The tubular structures may be manufactured or assembled using a
combination of materials, such as steel, plastic, or/and a
composite. For example, the tubular structures 106 may be
manufactured from metal or metal alloy with a weather resistant
plastic, polymer, or resin coating on an exterior surface
thereof.
[0033] In one embodiment the transducers carried by the tubular
structures 106 are photovoltaic cells 108. The photovoltaic cells
108 are dispersed about an interior surface of the tubular
structure 106. The photovoltaic cells 108 may be directly adhered
to the tubular structure 106. The tubular structures 106 are
positioned so as to receive light from the sun and direct the light
onto the exposed surfaces or faces of the photovoltaic cells 108.
The photovoltaic cells 108 may take the form of other transducers,
such as solar cells, heat transducers, or the like. Photovoltaic
cells 108 may be manufactured to be sensitive to a particular range
of wavelengths within the electromagnetic spectrum. All of the
photovoltaic cells 108 may be manufactured to be sensitive to the
same range of wavelengths within the electromagnetic spectrum.

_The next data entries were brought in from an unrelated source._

/**
 * Database Operations for Projects
 *
 * PostgreSQL persistence for projects and their documents. The document is
 * stored as JSON text in `projects.content` and overwritten as a whole on
 * every accepted command.
 */

use async_trait::async_trait;
use chrono::{DateTime, Utc};
use sqlx::PgPool;

use crate::backend::projects::{Project, ProjectId, ProjectStore, StoreError};
use crate::shared::Document;

#[derive(sqlx::FromRow)]
struct ProjectRow {
    id: i64,
    title: String,
    author_id: Option<i64>,
    archived: bool,
    content: String,
    created_at: DateTime<Utc>,
    updated_at: Option<DateTime<Utc>>,
}

impl TryFrom<ProjectRow> for Project {
    type Error = StoreError;

    fn try_from(row: ProjectRow) -> Result<Self, Self::Error> {
        let content = Document::from_json_str(&row.content).map_err(|source| {
            StoreError::CorruptContent {
                project_id: row.id,
                source,
            }
        })?;

        Ok(Project {
            id: row.id,
            title: row.title,
            author_id: row.author_id,
            archived: row.archived,
            content,
            created_at: row.created_at,
            updated_at: row.updated_at,
        })
    }
}

/// Project store backed by a PostgreSQL pool
#[derive(Debug, Clone)]
pub struct PgProjectStore {
    pool: PgPool,
}

impl PgProjectStore {
    pub fn new(pool: PgPool) -> Self {
        Self { pool }
    }

    /// Create a project with an empty document
    ///
    /// # Arguments
    /// * `title` - Project title
    /// * `author_id` - Owning user, if known
    ///
    /// # Returns
    /// The created project
    pub async fn create_project(
        &self,
        title: &str,
        author_id: Option<i64>,
    ) -> Result<Project, StoreError> {
        let row = sqlx::query_as::<_, ProjectRow>(
            r#"
            INSERT INTO projects (title, author_id, archived, content, created_at)
            VALUES ($1, $2, FALSE, '[]', NOW())
            RETURNING id, title, author_id, archived, content, created_at, updated_at
            "#
        )
        .bind(title)
        .bind(author_id)
        .fetch_one(&self.pool)
        .await?;

        tracing::info!("[Store] Created project {} ({})", row.id, row.title);
        Project::try_from(row)
    }
}

#[async_trait]
impl ProjectStore for PgProjectStore {
    async fn find_project(&self, id: ProjectId) -> Result<Option<Project>, StoreError> {
        let row = sqlx::query_as::<_, ProjectRow>(
            r#"
            SELECT id, title, author_id, archived, content, created_at, updated_at
            FROM projects
            WHERE id = $1
            "#
        )
        .bind(id)
        .fetch_optional(&self.pool)
        .await?;

        row.map(Project::try_from).transpose()
    }

    async fn update_project_content(&self, id: ProjectId, content: &Document) -> Result<(), StoreError> {
        let encoded = content.to_json_string()?;

        let result = sqlx::query(
            r#"
            UPDATE projects
            SET content = $2, updated_at = NOW()
            WHERE id = $1
            "#
        )
        .bind(id)
        .bind(encoded)
        .execute(&self.pool)
        .await?;

        if result.rows_affected() == 0 {
            return Err(StoreError::NotFound(id));
        }
        Ok(())
    }
}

Alternatively, some of the photovoltaic cells 108 may be
manufactured to be sensitive to a first range of wavelengths within
the electromagnetic spectrum, and others of the photovoltaic cells
108 are manufactured to be sensitive to a second range of
wavelengths within the electromagnetic spectrum. Some of the
tubular structures 106 may carry photovoltaic cells 108 that are
sensitive to a first range of wavelengths, while other ones of the
tubular structures 106 carry photovoltaic cells 108 that are
sensitive to a second range of wavelengths.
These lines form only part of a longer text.